◆ Material supplied:
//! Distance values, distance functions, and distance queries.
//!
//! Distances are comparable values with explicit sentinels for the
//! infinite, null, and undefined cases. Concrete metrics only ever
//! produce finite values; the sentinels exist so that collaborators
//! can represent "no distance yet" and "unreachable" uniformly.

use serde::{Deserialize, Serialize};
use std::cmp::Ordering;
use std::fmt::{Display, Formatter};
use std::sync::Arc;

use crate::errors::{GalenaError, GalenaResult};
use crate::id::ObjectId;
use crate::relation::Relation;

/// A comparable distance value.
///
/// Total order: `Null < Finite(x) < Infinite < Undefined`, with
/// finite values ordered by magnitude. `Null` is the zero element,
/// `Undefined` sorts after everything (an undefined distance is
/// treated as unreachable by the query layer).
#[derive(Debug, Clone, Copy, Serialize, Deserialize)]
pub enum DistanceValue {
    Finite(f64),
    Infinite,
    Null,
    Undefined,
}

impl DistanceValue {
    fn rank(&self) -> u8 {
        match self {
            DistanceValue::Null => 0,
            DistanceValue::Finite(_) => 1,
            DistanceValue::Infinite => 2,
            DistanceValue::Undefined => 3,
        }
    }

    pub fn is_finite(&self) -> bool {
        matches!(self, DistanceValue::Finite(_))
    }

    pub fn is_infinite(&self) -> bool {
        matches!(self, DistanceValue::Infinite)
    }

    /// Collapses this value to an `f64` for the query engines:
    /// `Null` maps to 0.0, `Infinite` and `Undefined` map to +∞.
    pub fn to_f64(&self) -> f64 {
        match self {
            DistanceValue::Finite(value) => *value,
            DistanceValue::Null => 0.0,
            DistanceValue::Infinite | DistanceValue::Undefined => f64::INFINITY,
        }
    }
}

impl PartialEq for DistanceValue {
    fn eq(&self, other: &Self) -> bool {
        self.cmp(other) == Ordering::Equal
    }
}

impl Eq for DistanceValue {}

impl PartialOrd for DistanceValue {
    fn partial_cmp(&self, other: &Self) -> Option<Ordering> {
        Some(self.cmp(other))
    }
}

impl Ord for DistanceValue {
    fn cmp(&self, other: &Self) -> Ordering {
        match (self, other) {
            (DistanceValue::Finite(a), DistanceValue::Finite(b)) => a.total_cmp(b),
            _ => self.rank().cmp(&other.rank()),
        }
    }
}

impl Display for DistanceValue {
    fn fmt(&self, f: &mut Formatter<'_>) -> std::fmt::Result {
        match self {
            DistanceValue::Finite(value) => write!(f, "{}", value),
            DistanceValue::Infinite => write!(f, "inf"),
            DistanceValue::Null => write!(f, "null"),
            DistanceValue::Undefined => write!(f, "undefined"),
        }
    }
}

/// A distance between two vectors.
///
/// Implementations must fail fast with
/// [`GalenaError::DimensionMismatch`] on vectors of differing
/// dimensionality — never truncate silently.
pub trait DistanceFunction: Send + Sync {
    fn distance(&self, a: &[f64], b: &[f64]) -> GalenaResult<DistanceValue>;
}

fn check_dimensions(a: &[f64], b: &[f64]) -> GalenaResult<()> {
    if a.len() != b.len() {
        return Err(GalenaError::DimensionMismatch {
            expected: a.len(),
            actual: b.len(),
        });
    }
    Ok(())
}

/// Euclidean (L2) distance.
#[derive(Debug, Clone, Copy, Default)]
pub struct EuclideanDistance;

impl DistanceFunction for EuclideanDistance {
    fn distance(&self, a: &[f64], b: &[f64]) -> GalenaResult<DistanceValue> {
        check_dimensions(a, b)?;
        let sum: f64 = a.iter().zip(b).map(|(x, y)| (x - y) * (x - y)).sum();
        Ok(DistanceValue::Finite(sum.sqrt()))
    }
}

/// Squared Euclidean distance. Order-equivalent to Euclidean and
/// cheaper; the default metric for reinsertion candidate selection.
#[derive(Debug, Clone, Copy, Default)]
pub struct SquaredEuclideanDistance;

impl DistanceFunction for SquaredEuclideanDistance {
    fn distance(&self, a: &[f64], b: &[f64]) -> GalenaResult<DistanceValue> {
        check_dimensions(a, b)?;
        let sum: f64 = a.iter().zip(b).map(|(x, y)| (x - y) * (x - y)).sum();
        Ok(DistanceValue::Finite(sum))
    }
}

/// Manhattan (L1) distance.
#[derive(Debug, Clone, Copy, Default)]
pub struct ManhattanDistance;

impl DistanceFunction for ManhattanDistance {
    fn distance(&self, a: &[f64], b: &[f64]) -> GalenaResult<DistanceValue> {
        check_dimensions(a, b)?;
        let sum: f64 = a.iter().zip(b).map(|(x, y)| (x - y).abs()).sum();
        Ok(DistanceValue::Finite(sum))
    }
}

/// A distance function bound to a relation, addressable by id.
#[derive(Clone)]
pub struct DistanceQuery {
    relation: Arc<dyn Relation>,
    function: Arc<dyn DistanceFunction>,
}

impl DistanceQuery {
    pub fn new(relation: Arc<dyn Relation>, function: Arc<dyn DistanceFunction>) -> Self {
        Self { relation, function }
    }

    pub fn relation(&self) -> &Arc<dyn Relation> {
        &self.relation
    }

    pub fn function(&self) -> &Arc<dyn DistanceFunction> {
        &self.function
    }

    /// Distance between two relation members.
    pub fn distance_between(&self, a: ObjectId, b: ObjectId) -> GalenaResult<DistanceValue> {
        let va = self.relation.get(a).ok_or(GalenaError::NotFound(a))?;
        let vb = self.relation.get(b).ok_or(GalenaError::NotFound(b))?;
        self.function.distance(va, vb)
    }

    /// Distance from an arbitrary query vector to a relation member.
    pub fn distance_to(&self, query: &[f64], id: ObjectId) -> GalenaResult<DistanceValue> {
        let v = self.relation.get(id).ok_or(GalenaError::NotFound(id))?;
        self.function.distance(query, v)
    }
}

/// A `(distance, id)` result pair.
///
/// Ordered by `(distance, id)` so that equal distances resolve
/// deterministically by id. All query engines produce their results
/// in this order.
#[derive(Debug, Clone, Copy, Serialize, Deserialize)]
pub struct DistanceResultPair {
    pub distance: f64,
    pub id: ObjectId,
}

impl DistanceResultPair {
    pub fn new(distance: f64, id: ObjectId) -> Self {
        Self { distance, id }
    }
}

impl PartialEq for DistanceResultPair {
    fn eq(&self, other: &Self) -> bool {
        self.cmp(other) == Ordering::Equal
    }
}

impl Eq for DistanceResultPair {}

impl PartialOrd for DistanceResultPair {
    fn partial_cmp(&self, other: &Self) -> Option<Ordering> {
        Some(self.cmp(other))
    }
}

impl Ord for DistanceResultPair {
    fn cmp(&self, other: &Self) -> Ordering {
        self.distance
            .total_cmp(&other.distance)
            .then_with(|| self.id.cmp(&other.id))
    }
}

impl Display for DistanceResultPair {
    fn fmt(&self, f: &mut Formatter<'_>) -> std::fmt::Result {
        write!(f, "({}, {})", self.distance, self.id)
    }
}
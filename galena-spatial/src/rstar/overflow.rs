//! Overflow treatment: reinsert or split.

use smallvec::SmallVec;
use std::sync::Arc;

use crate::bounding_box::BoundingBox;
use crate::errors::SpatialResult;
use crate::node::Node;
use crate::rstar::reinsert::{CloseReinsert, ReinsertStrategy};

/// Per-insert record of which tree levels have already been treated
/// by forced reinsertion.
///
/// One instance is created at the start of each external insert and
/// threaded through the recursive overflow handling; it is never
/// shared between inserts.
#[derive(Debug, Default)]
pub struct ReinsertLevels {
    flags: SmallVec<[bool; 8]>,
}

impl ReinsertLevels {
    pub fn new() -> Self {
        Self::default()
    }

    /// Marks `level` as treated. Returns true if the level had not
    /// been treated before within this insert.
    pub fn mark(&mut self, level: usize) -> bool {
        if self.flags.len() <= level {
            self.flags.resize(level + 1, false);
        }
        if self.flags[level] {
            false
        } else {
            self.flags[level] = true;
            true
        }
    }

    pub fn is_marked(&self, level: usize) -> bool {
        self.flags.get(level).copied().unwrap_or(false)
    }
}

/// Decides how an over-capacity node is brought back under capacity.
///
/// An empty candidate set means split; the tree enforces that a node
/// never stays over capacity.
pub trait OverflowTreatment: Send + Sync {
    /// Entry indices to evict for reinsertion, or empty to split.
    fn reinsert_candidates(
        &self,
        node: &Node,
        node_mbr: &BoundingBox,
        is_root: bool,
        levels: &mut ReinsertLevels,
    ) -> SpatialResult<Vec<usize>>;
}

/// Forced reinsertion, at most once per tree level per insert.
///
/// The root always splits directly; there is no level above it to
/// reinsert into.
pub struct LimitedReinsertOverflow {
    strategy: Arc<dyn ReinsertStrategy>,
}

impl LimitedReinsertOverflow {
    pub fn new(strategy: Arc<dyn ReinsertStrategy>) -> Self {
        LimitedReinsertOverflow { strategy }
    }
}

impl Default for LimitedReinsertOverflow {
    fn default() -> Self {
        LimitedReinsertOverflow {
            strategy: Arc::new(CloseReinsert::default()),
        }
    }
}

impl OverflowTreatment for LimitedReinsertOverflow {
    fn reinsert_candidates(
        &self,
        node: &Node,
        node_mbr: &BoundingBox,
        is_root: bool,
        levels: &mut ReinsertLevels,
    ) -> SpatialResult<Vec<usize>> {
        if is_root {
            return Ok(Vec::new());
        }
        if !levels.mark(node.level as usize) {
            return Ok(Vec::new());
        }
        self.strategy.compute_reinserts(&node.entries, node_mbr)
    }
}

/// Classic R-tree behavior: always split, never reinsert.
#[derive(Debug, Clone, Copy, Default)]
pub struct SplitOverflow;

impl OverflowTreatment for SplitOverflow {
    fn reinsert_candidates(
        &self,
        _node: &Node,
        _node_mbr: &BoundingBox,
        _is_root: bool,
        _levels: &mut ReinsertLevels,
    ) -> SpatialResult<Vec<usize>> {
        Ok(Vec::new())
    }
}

◆ What you need to do:
Go through the records and copy each line with "GalenaResult" in it.

◆ Solution:
use crate::errors::{GalenaError, GalenaResult};
    fn distance(&self, a: &[f64], b: &[f64]) -> GalenaResult<DistanceValue>;
fn check_dimensions(a: &[f64], b: &[f64]) -> GalenaResult<()> {
    fn distance(&self, a: &[f64], b: &[f64]) -> GalenaResult<DistanceValue> {
    fn distance(&self, a: &[f64], b: &[f64]) -> GalenaResult<DistanceValue> {
    fn distance(&self, a: &[f64], b: &[f64]) -> GalenaResult<DistanceValue> {
    pub fn distance_between(&self, a: ObjectId, b: ObjectId) -> GalenaResult<DistanceValue> {
    pub fn distance_to(&self, query: &[f64], id: ObjectId) -> GalenaResult<DistanceValue> {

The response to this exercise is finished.